September 14, 2007 - 9:47am
Anonymous (not verified)

"All I want is to be taken a bit more seriously, the communication aspect I mentioned is really important. From my perspective Ingo is somewhere up on his pedestal and I have to scream to get any kind of attention."

http://kerneltrap.org/mailarchive/linux-kernel/2007/9/14/259921

Meanwhile, more kernel devs

September 14, 2007 - 3:42pm
Anonymous (not verified)

Meanwhile, more kernel devs who followed this have entered the discussion on lkml. So far all of them were critical of Zippel and some of them even questioned his motives, rather pointedly. That pretty much tells it all. Having read through most of the thread I find it amazing how much patience Molnar has with this kind of crap. I guess that's what makes for a good maintainer.

"all of them were critical

September 17, 2007 - 1:31am
Anonymous (not verified)

"all of them were critical of Zippel"--> false

"some of them even questioned his motives, rather pointedly"--> that was one individual as far as I can see

"That pretty much tells it all." --> you're an idiot

A difficult situation

September 14, 2007 - 11:34am
Anonymous (not verified)

I have been following this discussion for some time, and I think that Roman is being a bit childish. Ingo has been nothing but professional in his correspondence. Maybe.. just maybe Roman is annoyed about what might seem like Ingo's ownership (dictatorship?) of scheduler decisions... Well, maybe im wrong about that but I know it would be a lot better for *everyone* if they would just kiss and make up! Roman is clearly a talented hacker and mathematician. Hopefully Roman will stick it out and we will not lose his contributions. I miss Con!

I get that feeling, too.

September 14, 2007 - 1:39pm
Anonymous (not verified)

I get that feeling, too. Roman's throwing out a pile of math, obtuse patches, asking hard-to-answer questions, and basically working very hard at tripping up the scheduler developers. It just screams "challenge". Unfortunately, the tricks he's pulling might work in an academic environment, but in this context he just comes across as pathetic.

I've always considered Ingo as a bit of an asshole, but he's being more patient with this junk than I ever could be.

I've always considered Ingo

September 14, 2007 - 2:19pm
Anonymous (not verified)

I've always considered Ingo as a bit of an asshole,

You have to consider that Ingo is not natively English, he does use surprising language sometimes but I think how patient he is with Roman (and others..) shows that in fact he's a polite gentleman.

Interview

September 14, 2007 - 2:28pm
Anonymous (not verified)

I was just reading this old KernelTrap interview with Ingo, left me with a rather good impression, actually.

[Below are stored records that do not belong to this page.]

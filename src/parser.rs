//! Parsers for the textual forms used on the command line and in env vars.
//!
//! - edge: `SRC:DEST`, e.g. `0:1` or `-1:0` (range checks happen in the graph)
//! - value list: comma-separated integers, e.g. `10, 20,30`

use tracing::instrument;

/// Parse a `SRC:DEST` edge.
#[instrument(level = "trace")]
pub fn parse_edge(input: &str) -> Result<(i32, i32), String> {
    let (src, dest) = input
        .split_once(':')
        .ok_or_else(|| format!("expected SRC:DEST, got '{input}'"))?;
    let src = parse_int(src)?;
    let dest = parse_int(dest)?;
    Ok((src, dest))
}

/// Parse a comma-separated list of integers; blank input yields an empty list.
#[instrument(level = "trace")]
pub fn parse_value_list(input: &str) -> Result<Vec<i32>, String> {
    if input.trim().is_empty() {
        return Ok(Vec::new());
    }
    input.split(',').map(parse_int).collect()
}

/// Parse a comma-separated list of `SRC:DEST` edges.
#[instrument(level = "trace")]
pub fn parse_edge_list(input: &str) -> Result<Vec<[i32; 2]>, String> {
    if input.trim().is_empty() {
        return Ok(Vec::new());
    }
    input
        .split(',')
        .map(|edge| parse_edge(edge.trim()).map(|(src, dest)| [src, dest]))
        .collect()
}

fn parse_int(input: &str) -> Result<i32, String> {
    let trimmed = input.trim();
    trimmed
        .parse::<i32>()
        .map_err(|e| format!("invalid integer '{trimmed}': {e}"))
}
//! Demonstration service
//!
//! Builds each structure from settings (or caller-supplied data) and renders
//! it as a titled section.

use tracing::{debug, instrument};

use crate::application::render::{self, Section};
use crate::application::ApplicationResult;
use crate::config::Settings;
use crate::domain::{Bst, FixedArray, Graph, LinkedList, Queue, Stack};

/// Graph to build and the optional traversals to report.
#[derive(Debug, Clone, PartialEq, Eq)]
pub struct GraphRequest {
    pub vertices: usize,
    pub edges: Vec<(i32, i32)>,
    pub bfs_from: Option<i32>,
    pub dfs_from: Option<i32>,
}

impl GraphRequest {
    pub fn from_settings(settings: &Settings) -> Self {
        Self {
            vertices: settings.graph.vertices,
            edges: settings
                .graph
                .edges
                .iter()
                .map(|&[src, dest]| (src, dest))
                .collect(),
            bfs_from: None,
            dfs_from: None,
        }
    }
}

/// Service for building and rendering the sample structures.
pub struct DemoService {
    settings: Settings,
}

impl DemoService {
    pub fn new(settings: Settings) -> Self {
        Self { settings }
    }

    pub fn settings(&self) -> &Settings {
        &self.settings
    }

    /// Every structure in the classic order, built from the configured data.
    #[instrument(level = "debug", skip(self))]
    pub fn run_all(&self) -> ApplicationResult<Vec<Section>> {
        let linear = &self.settings.linear.values;
        let sections = vec![
            self.array(linear)?,
            self.linked_list(linear),
            self.stack(linear, 1)?,
            self.queue(linear, 1)?,
            self.bst(&self.settings.bst.values, false),
            self.graph(&GraphRequest::from_settings(&self.settings))?,
        ];
        debug!("run_all: rendered {} sections", sections.len());
        Ok(sections)
    }

    #[instrument(level = "debug", skip(self))]
    pub fn array(&self, values: &[i32]) -> ApplicationResult<Section> {
        let mut array = FixedArray::with_capacity(self.settings.capacity)?;
        for &value in values {
            array.push(value)?;
        }
        Ok(Section::new("ARRAY").line(render::array_line(&array)))
    }

    #[instrument(level = "debug", skip(self))]
    pub fn linked_list(&self, values: &[i32]) -> Section {
        let list: LinkedList = values.iter().copied().collect();
        Section::new("LINKED LIST").line(render::linked_list_line(&list))
    }

    /// Push all values, show the stack, then pop `pops` times.
    #[instrument(level = "debug", skip(self))]
    pub fn stack(&self, values: &[i32], pops: usize) -> ApplicationResult<Section> {
        let mut stack = Stack::with_capacity(self.settings.capacity)?;
        for &value in values {
            stack.push(value)?;
        }
        let mut section = Section::new("STACK (LIFO)").line(render::stack_line(&stack));
        for _ in 0..pops {
            section = section.line(match stack.pop() {
                Some(value) => format!("Popped: {value}"),
                None => "Popped: nothing, stack is empty".to_string(),
            });
        }
        Ok(section)
    }

    /// Enqueue all values, show the queue, then dequeue `dequeues` times.
    #[instrument(level = "debug", skip(self))]
    pub fn queue(&self, values: &[i32], dequeues: usize) -> ApplicationResult<Section> {
        let mut queue = Queue::with_capacity(self.settings.capacity)?;
        for &value in values {
            queue.enqueue(value)?;
        }
        let mut section = Section::new("QUEUE (FIFO)").line(render::queue_line(&queue));
        for _ in 0..dequeues {
            section = section.line(match queue.dequeue() {
                Some(value) => format!("Dequeued: {value}"),
                None => "Dequeued: nothing, queue is empty".to_string(),
            });
        }
        Ok(section)
    }

    #[instrument(level = "debug", skip(self))]
    pub fn bst(&self, values: &[i32], show_tree: bool) -> Section {
        let bst: Bst = values.iter().copied().collect();
        let section = Section::new("BINARY SEARCH TREE").line(render::bst_line(&bst));
        if show_tree {
            section.extend_lines(bst.to_tree().to_string().lines().map(str::to_string))
        } else {
            section
        }
    }

    #[instrument(level = "debug", skip(self))]
    pub fn graph(&self, request: &GraphRequest) -> ApplicationResult<Section> {
        let mut graph = Graph::new(request.vertices);
        for &(src, dest) in &request.edges {
            graph.add_edge(src, dest)?;
        }
        debug!(
            "graph: {} vertices, {} edges",
            graph.num_vertices(),
            graph.edge_count()
        );

        let mut section =
            Section::new("GRAPH (Adjacency List)").extend_lines(render::graph_lines(&graph));
        if let Some(start) = request.bfs_from {
            section = section.line(render::order_line("BFS", start, &graph.bfs(start)?));
        }
        if let Some(start) = request.dfs_from {
            section = section.line(render::order_line("DFS", start, &graph.dfs(start)?));
        }
        Ok(section)
    }
}
//! CLI-level errors (wraps application errors)

use thiserror::Error;

use crate::application::ApplicationError;

/// CLI errors are the top-level error type.
/// These are what get displayed to the user.
#[derive(Error, Debug)]
pub enum CliError {
    #[error("{0}")]
    Application(#[from] ApplicationError),
}

/// Result type for CLI operations.
pub type CliResult<T> = Result<T, CliError>;

impl CliError {
    /// Get the appropriate exit code for this error.
    pub fn exit_code(&self) -> i32 {
        match self {
            CliError::Application(e) => match e {
                ApplicationError::Domain(_) => crate::exitcode::DATAERR,
                ApplicationError::Config { .. } => crate::exitcode::CONFIG,
            },
        }
    }
}

#[cfg(test)]
mod tests {
    use super::*;
    use crate::domain::DomainError;

    #[test]
    fn given_domain_error_when_mapping_then_dataerr() {
        let err = CliError::from(ApplicationError::from(DomainError::VertexOutOfRange {
            vertex: 9,
            num_vertices: 4,
        }));
        assert_eq!(err.exit_code(), crate::exitcode::DATAERR);
        assert_eq!(
            err.to_string(),
            "vertex 9 out of range: graph has 4 vertices"
        );
    }

    #[test]
    fn given_config_error_when_mapping_then_config_code() {
        let err = CliError::from(ApplicationError::Config {
            message: "bad".into(),
        });
        assert_eq!(err.exit_code(), crate::exitcode::CONFIG);
    }
}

He's remarkably consistent, too.

September 14, 2007 - 3:56pm

JA: Did you base the design on any existing scheduler implementations or research papers?

Ingo Molnar: this might sound a bit arrogant, but i have only read (most of the) research papers after writing the scheduler. This i found to be a good approach in the area of Linux - knowing about too many well-researched details can often confuse the real direction we have to take. I like writing new code, and i prefer to approach things from the physics side: take a few elementary rules and build up the 'one correct' solution, no compromises. This might not be as effective as first reading all the available material and then cherry-picking a few ideas and thinking up the remaining things, but it sure gives me lots of fun :-)

[ One thing i always try to ensure: i take a look at all existing kernel patches that were announced on the linux-kernel mailing list in the same area, to make sure there's no duplication of effort or NIH syndrome. Since such kernel mailing-list postings are progress reports of active research, it can be said that i read alot of bleeding-edge research. ]

Emphasis added. Ingo follows the age old LKML mantra: Show me the code. If it's not in a patch on the list, it doesn't exist. I see nothing wrong with this.

--
Program Intellivision and play Space Patrol!

Molnar must go!

September 14, 2007 - 2:56pm
Anonymous (not verified)

Ingo Molnar cannot do collaborative development. He has lost leadership control and alienated some brilliant contributors. Get rid of him already.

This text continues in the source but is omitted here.